======== INPUT DATA ========

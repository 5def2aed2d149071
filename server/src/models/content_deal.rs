//! Content deal model: one row per proposal submission. A content may
//! accumulate several rows across retries; the highest id is current.

use anyhow::{Context, Result};
use chrono::NaiveDateTime;
use diesel::prelude::*;
use serde::{Deserialize, Serialize};

use crate::schema::content_deals;

#[derive(Debug, Clone, Serialize, Deserialize, Queryable)]
#[diesel(table_name = content_deals)]
pub struct ContentDeal {
    pub id: i64,
    pub content: i64,
    pub miner: String,
    pub deal_uuid: String,
    pub deal_id: i64,
    pub verified: bool,
    pub failed: bool,
    pub last_message: Option<String>,
    pub created_at: NaiveDateTime,
    pub updated_at: NaiveDateTime,
}

#[derive(Debug, Clone, Insertable)]
#[diesel(table_name = content_deals)]
pub struct NewContentDeal {
    pub content: i64,
    pub miner: String,
    pub deal_uuid: String,
    pub verified: bool,
    pub created_at: NaiveDateTime,
    pub updated_at: NaiveDateTime,
}

impl NewContentDeal {
    pub fn new(content: i64, miner: &str, deal_uuid: &str, verified: bool) -> Self {
        let now = chrono::Utc::now().naive_utc();
        Self {
            content,
            miner: miner.to_string(),
            deal_uuid: deal_uuid.to_string(),
            verified,
            created_at: now,
            updated_at: now,
        }
    }
}

impl ContentDeal {
    pub fn create(conn: &mut SqliteConnection, new_deal: NewContentDeal) -> Result<ContentDeal> {
        diesel::insert_into(content_deals::table)
            .values(&new_deal)
            .get_result(conn)
            .context("Failed to insert content deal")
    }

    /// The current deal for a content: highest id wins.
    pub fn current_for_content(
        conn: &mut SqliteConnection,
        content_id: i64,
    ) -> Result<Option<ContentDeal>> {
        content_deals::table
            .filter(content_deals::content.eq(content_id))
            .order(content_deals::id.desc())
            .first(conn)
            .optional()
            .with_context(|| format!("Failed to load deal for content {content_id}"))
    }

    pub fn find_by_deal_uuid(
        conn: &mut SqliteConnection,
        deal_uuid: &str,
    ) -> Result<Option<ContentDeal>> {
        content_deals::table
            .filter(content_deals::deal_uuid.eq(deal_uuid))
            .order(content_deals::id.desc())
            .first(conn)
            .optional()
            .with_context(|| format!("Failed to load deal {deal_uuid}"))
    }

    pub fn find_by_deal_id(
        conn: &mut SqliteConnection,
        deal_id: i64,
    ) -> Result<Option<ContentDeal>> {
        content_deals::table
            .filter(content_deals::deal_id.eq(deal_id))
            .order(content_deals::id.desc())
            .first(conn)
            .optional()
            .with_context(|| format!("Failed to load deal with chain id {deal_id}"))
    }

    /// Record the on-chain deal id once the publish message lands.
    pub fn set_deal_id(conn: &mut SqliteConnection, id: i64, deal_id: i64) -> Result<()> {
        diesel::update(content_deals::table.filter(content_deals::id.eq(id)))
            .set((
                content_deals::deal_id.eq(deal_id),
                content_deals::updated_at.eq(chrono::Utc::now().naive_utc()),
            ))
            .execute(conn)
            .with_context(|| format!("Failed to set deal id on deal {id}"))?;
        Ok(())
    }

    pub fn mark_failed(conn: &mut SqliteConnection, id: i64, message: &str) -> Result<()> {
        diesel::update(content_deals::table.filter(content_deals::id.eq(id)))
            .set((
                content_deals::failed.eq(true),
                content_deals::last_message.eq(Some(message)),
                content_deals::updated_at.eq(chrono::Utc::now().naive_utc()),
            ))
            .execute(conn)
            .with_context(|| format!("Failed to mark deal {id} failed"))?;
        Ok(())
    }
}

========

• PROMPT: Of the records above, copy each line that includes "Self".

• SOLUTION TO THIS TASK:
    pub fn new(content: i64, miner: &str, deal_uuid: &str, verified: bool) -> Self {
        Self {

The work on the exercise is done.